También molestó a muchos la propuesta de Meijide de reducir las penas a aquellos represores que brinden información sobre el destino de los desaparecidos y de los niños que fueron apropiados. Para los que se dicen partidarios de “la memoria” el planteo debería considerarse por lo menos atendible, pero parecería que no les gustó del todo. Tal actitud podría entenderse si existiera el peligro de que reincidieran los sujetos encarcelados por violar los derechos humanos, pero el riesgo de que ello suceda es muy escaso. Una de las sorpresas más gratas que nos han deparado los años que nos separan de la guerra sucia ha consistido en la pasividad resignada de virtualmente todos los represores.

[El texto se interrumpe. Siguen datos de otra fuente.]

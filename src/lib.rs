//! Overwatch backend status monitor.
//!
//! One invocation probes regional latency, console platform reachability and
//! the advisory sources, reduces them to a single severity, records history,
//! and keeps a single Discord webhook message in sync with the result.

pub mod advisory;
pub mod aggregate;
pub mod config;
pub mod export;
pub mod monitor;
pub mod platform;
pub mod probe;
pub mod publish;
pub mod report;
pub mod severity;
pub mod state;
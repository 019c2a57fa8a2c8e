//! Plugin Module
//!
//! Provides the plugin architecture:
//! - Plugin definitions and capability interfaces
//! - Capability facade injected into every plugin
//! - Module import and component registry
//! - Instance registry

pub mod context;
pub mod definition;
pub mod importer;
pub mod interface;
pub mod registry;

#[cfg(test)]
pub(crate) mod fixtures;

pub use context::PluginContext;
pub use definition::{ContainerKind, PluginDefinition};
pub use importer::{ModuleImporter, ModuleInit, StaticImporter};
pub use interface::{
    DataProvider, FirstLoaded, HeaderProvider, Plugin, PluginError, PluginFactory, PluginResult,
    QueryHandler, SharedStateConsumer,
};
pub use registry::{ComponentRegistry, PluginRecord, PluginRegistry};
//! Module import seam.
//!
//! Importing a module defines its components in the [`ComponentRegistry`].
//! How a module is fetched and evaluated belongs to the embedding
//! environment; [`StaticImporter`] serves modules compiled into the host.

use crate::core::{Error, Result};
use crate::plugin::interface::PluginFactory;
use crate::plugin::registry::ComponentRegistry;
use async_trait::async_trait;
use parking_lot::Mutex;
use std::collections::{HashMap, HashSet};
use std::sync::Arc;
use url::Url;

/// Loads plugin modules.
#[async_trait]
pub trait ModuleImporter: Send + Sync {
    /// Import the module at `url`, declared under `name`.
    async fn import(&self, name: &str, url: &Url, components: &ComponentRegistry) -> Result<()>;
}

/// Module body: defines components when the module is evaluated.
pub type ModuleInit = Arc<dyn Fn(&ComponentRegistry) -> Result<()> + Send + Sync>;

/// Importer for modules linked into the host binary.
///
/// Like a module cache, each URL is evaluated at most once.
#[derive(Default)]
pub struct StaticImporter {
    modules: HashMap<String, ModuleInit>,
    evaluated: Mutex<HashSet<String>>,
}

impl StaticImporter {
    /// Create an importer with no modules.
    pub fn new() -> Self {
        Self::default()
    }

    /// Serve a module at a URL.
    pub fn with_module(mut self, url: &str, init: ModuleInit) -> Self {
        self.modules.insert(url.to_string(), init);
        self
    }

    /// Serve a module that defines a single component.
    pub fn with_component(self, url: &str, name: &str, factory: Arc<dyn PluginFactory>) -> Self {
        let name = name.to_string();
        self.with_module(
            url,
            Arc::new(move |components: &ComponentRegistry| {
                components.define(&name, Arc::clone(&factory));
                Ok(())
            }),
        )
    }

    /// Whether a module has been evaluated.
    pub fn is_evaluated(&self, url: &str) -> bool {
        self.evaluated.lock().contains(url)
    }
}

#[async_trait]
impl ModuleImporter for StaticImporter {
    async fn import(&self, name: &str, url: &Url, components: &ComponentRegistry) -> Result<()> {
        let init = self
            .modules
            .get(url.as_str())
            .ok_or_else(|| Error::ImportFailed {
                name: name.to_string(),
                url: url.to_string(),
                reason: "module not found".to_string(),
            })?;

        if !self.evaluated.lock().insert(url.to_string()) {
            return Ok(());
        }
        init(components).map_err(|e| Error::ImportFailed {
            name: name.to_string(),
            url: url.to_string(),
            reason: e.to_string(),
        })
    }
}

#[cfg(test)]
mod tests {
    use super::*;
    use crate::plugin::fixtures::ProbeFactory;
    use std::sync::atomic::{AtomicUsize, Ordering};

    const URL: &str = "https://maps.example.org/plugins/legend.js";

    #[tokio::test]
    async fn test_import_defines_component() {
        let importer = StaticImporter::new().with_component(URL, "legend", Arc::new(ProbeFactory::default()));
        let components = ComponentRegistry::new();

        importer
            .import("legend", &Url::parse(URL).unwrap(), &components)
            .await
            .unwrap();

        assert!(components.is_defined("legend"));
        assert!(importer.is_evaluated(URL));
    }

    #[tokio::test]
    async fn test_unknown_module_fails() {
        let importer = StaticImporter::new();
        let components = ComponentRegistry::new();

        let result = importer
            .import("legend", &Url::parse(URL).unwrap(), &components)
            .await;

        assert!(matches!(result, Err(Error::ImportFailed { .. })));
    }

    #[tokio::test]
    async fn test_module_evaluated_once() {
        let runs = Arc::new(AtomicUsize::new(0));
        let counter = runs.clone();
        let importer = StaticImporter::new().with_module(
            URL,
            Arc::new(move |_: &ComponentRegistry| {
                counter.fetch_add(1, Ordering::SeqCst);
                Ok(())
            }),
        );
        let components = ComponentRegistry::new();
        let url = Url::parse(URL).unwrap();

        importer.import("legend", &url, &components).await.unwrap();
        importer.import("legend-again", &url, &components).await.unwrap();

        assert_eq!(runs.load(Ordering::SeqCst), 1);
    }

    #[tokio::test]
    async fn test_module_error_is_import_failure() {
        let importer = StaticImporter::new().with_module(
            URL,
            Arc::new(|_: &ComponentRegistry| Err(Error::Internal("syntax error".to_string()))),
        );
        let components = ComponentRegistry::new();

        let err = importer
            .import("legend", &Url::parse(URL).unwrap(), &components)
            .await
            .unwrap_err();

        assert!(err.to_string().contains("syntax error"));
    }
}
//! Large-view presentation state machine.
//!
//! At most one plugin is enlarged at a time. `present` only acts from
//! `Idle`; `dismiss` only acts from `Presenting`. Both run their stage
//! mutation through the configured [`VisualEffect`].

use crate::core::{now, InstanceId, Timestamp};
use crate::layout::stage::{ContainerId, Stage};
use crate::presenter::effect::{TransitionHandle, VisualEffect};
use parking_lot::Mutex;
use std::sync::Arc;
use tracing::{debug, info};

/// The plugin currently shown in the large view.
#[derive(Clone, Debug, PartialEq)]
pub struct Presentation {
    /// Header shown above the enlarged plugin
    pub header: Option<String>,
    /// Presented instance
    pub instance: InstanceId,
    /// Container the instance is returned to on dismiss
    pub original_container: ContainerId,
    /// When the presentation started
    pub since: Timestamp,
}

/// Presenter state.
#[derive(Clone, Copy, Debug, PartialEq, Eq)]
pub enum PresenterState {
    /// Nothing enlarged
    Idle,
    /// The instance is enlarged
    Presenting(InstanceId),
}

/// Large-view presenter.
pub struct LargePresenter {
    current: Mutex<Option<Presentation>>,
    effect: Arc<dyn VisualEffect>,
}

impl LargePresenter {
    /// Create an idle presenter.
    pub fn new(effect: Arc<dyn VisualEffect>) -> Self {
        Self {
            current: Mutex::new(None),
            effect,
        }
    }

    /// Enlarge an instance.
    ///
    /// Does nothing (returns `None`) while another presentation is active
    /// or when the instance is not placed anywhere.
    pub fn present(
        &self,
        stage: &Arc<Mutex<Stage>>,
        instance: InstanceId,
        header: Option<String>,
    ) -> Option<TransitionHandle> {
        let mut current = self.current.lock();
        if let Some(active) = current.as_ref() {
            debug!(active = %active.instance, requested = %instance, "Large view busy, ignoring present");
            return None;
        }

        let original_container = match stage.lock().parent_of(instance) {
            Some(ContainerId::Overlay) | None => {
                debug!(%instance, "Instance has no container to present from");
                return None;
            }
            Some(container) => container,
        };

        let handle = self.effect.run(stage, instance, &mut |stage: &mut Stage| {
            stage.append(ContainerId::Overlay, instance);
        });
        *current = Some(Presentation {
            header,
            instance,
            original_container,
            since: now(),
        });
        info!(%instance, ?original_container, "Presenting in large view");
        Some(handle)
    }

    /// Return the enlarged instance to its original container.
    ///
    /// The original container's children are replaced by the instance.
    /// Does nothing (returns `None`) when idle.
    pub fn dismiss(&self, stage: &Arc<Mutex<Stage>>) -> Option<TransitionHandle> {
        let mut current = self.current.lock();
        let presentation = current.take()?;

        let handle = self.effect.run(stage, presentation.instance, &mut |stage: &mut Stage| {
            stage.replace_children(presentation.original_container, presentation.instance);
        });
        info!(instance = %presentation.instance, "Large view dismissed");
        Some(handle)
    }

    /// Current state.
    pub fn state(&self) -> PresenterState {
        match self.current.lock().as_ref() {
            Some(p) => PresenterState::Presenting(p.instance),
            None => PresenterState::Idle,
        }
    }

    /// Current presentation.
    pub fn current(&self) -> Option<Presentation> {
        self.current.lock().clone()
    }

    /// Whether the given instance is enlarged.
    pub fn is_presenting(&self, instance: InstanceId) -> bool {
        self.state() == PresenterState::Presenting(instance)
    }
}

Lejos de querer continuar la lucha atentando contra sus acusadores, se han limitado a despotricar contra “el gobierno de los montoneros”. Puede que desde la salida de la dictadura se haya producido el caso de un desaparecido, el del albañil Jorge Julio López, pero puesto que no se sabe nada de él desde hace tres años es posible que se trate de lo que podría calificarse de una desaparición “normal”, ya que incluso en las sociedades mejor organizadas hay personas que se van sin dejar rastro. Sea como fuere, la voluntad de muchos “militantes de los derechos humanos” de mostrar que los represores siguieron secuestrando y matando resultó ser tan fuerte que no vacilaron en tratar a López como si fuera una víctima más del Proceso.

El que luego de 30 años el tema de los derechos humanos siga tan politizado como lo era cuando las Fuerzas Armadas detentaban el poder es desalentador. Lo es porque entre los motivos por los que fueron violados sistemáticamente en la década de los setenta del siglo pasado estaba la convicción de demasiados de que en última instancia lo que realmente importa no son las violaciones como tales sino la militancia partidaria o ideológica de los involucrados. Así, pues, quienes condenan con más vehemencia a los militares y sus colaboradores propenden a reivindicar o minimizar la criminalidad de lo perpetrado, por fortuna en escala menor, por miembros de las organizaciones terroristas, lo que, debería ser innecesario decirlo, pone en duda la sinceridad de su compromiso. En el fondo, quienes piensan de esta manera comparten la mentalidad de los represores que, convencidos de que los fines que en su opinión eran buenos justificaban el empleo de medios atroces, suponían que sus compatriotas les agradecerían por haberlos librado de la amenaza terrorista sin preocuparse en absoluto por los métodos utilizados. Se equivocaron, claro está, pero en vista del clima relativista que en aquel entonces imperaba en el país, la confianza que sentían puede comprenderse.